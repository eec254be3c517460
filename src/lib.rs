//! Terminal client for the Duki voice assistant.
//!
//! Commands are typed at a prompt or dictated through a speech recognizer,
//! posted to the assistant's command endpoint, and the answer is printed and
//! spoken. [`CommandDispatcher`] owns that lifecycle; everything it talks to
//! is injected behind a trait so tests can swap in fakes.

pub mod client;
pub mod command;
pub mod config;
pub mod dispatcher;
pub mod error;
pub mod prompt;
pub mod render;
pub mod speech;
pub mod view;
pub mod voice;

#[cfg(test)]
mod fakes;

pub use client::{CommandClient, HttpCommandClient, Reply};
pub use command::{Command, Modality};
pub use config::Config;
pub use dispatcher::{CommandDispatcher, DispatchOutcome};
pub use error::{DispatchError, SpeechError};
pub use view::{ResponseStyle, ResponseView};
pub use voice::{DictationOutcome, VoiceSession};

* * *

=== Task to carry out ===
Starting from the line that contains "pub mod client;", give again every line to the last line of the data, exactly. Include nothing else.

=== Response ===
pub mod client;
pub mod command;
pub mod config;
pub mod dispatcher;
pub mod error;
pub mod prompt;
pub mod render;
pub mod speech;
pub mod view;
pub mod voice;

#[cfg(test)]
mod fakes;

pub use client::{CommandClient, HttpCommandClient, Reply};
pub use command::{Command, Modality};
pub use config::Config;
pub use dispatcher::{CommandDispatcher, DispatchOutcome};
pub use error::{DispatchError, SpeechError};
pub use view::{ResponseStyle, ResponseView};
pub use voice::{DictationOutcome, VoiceSession};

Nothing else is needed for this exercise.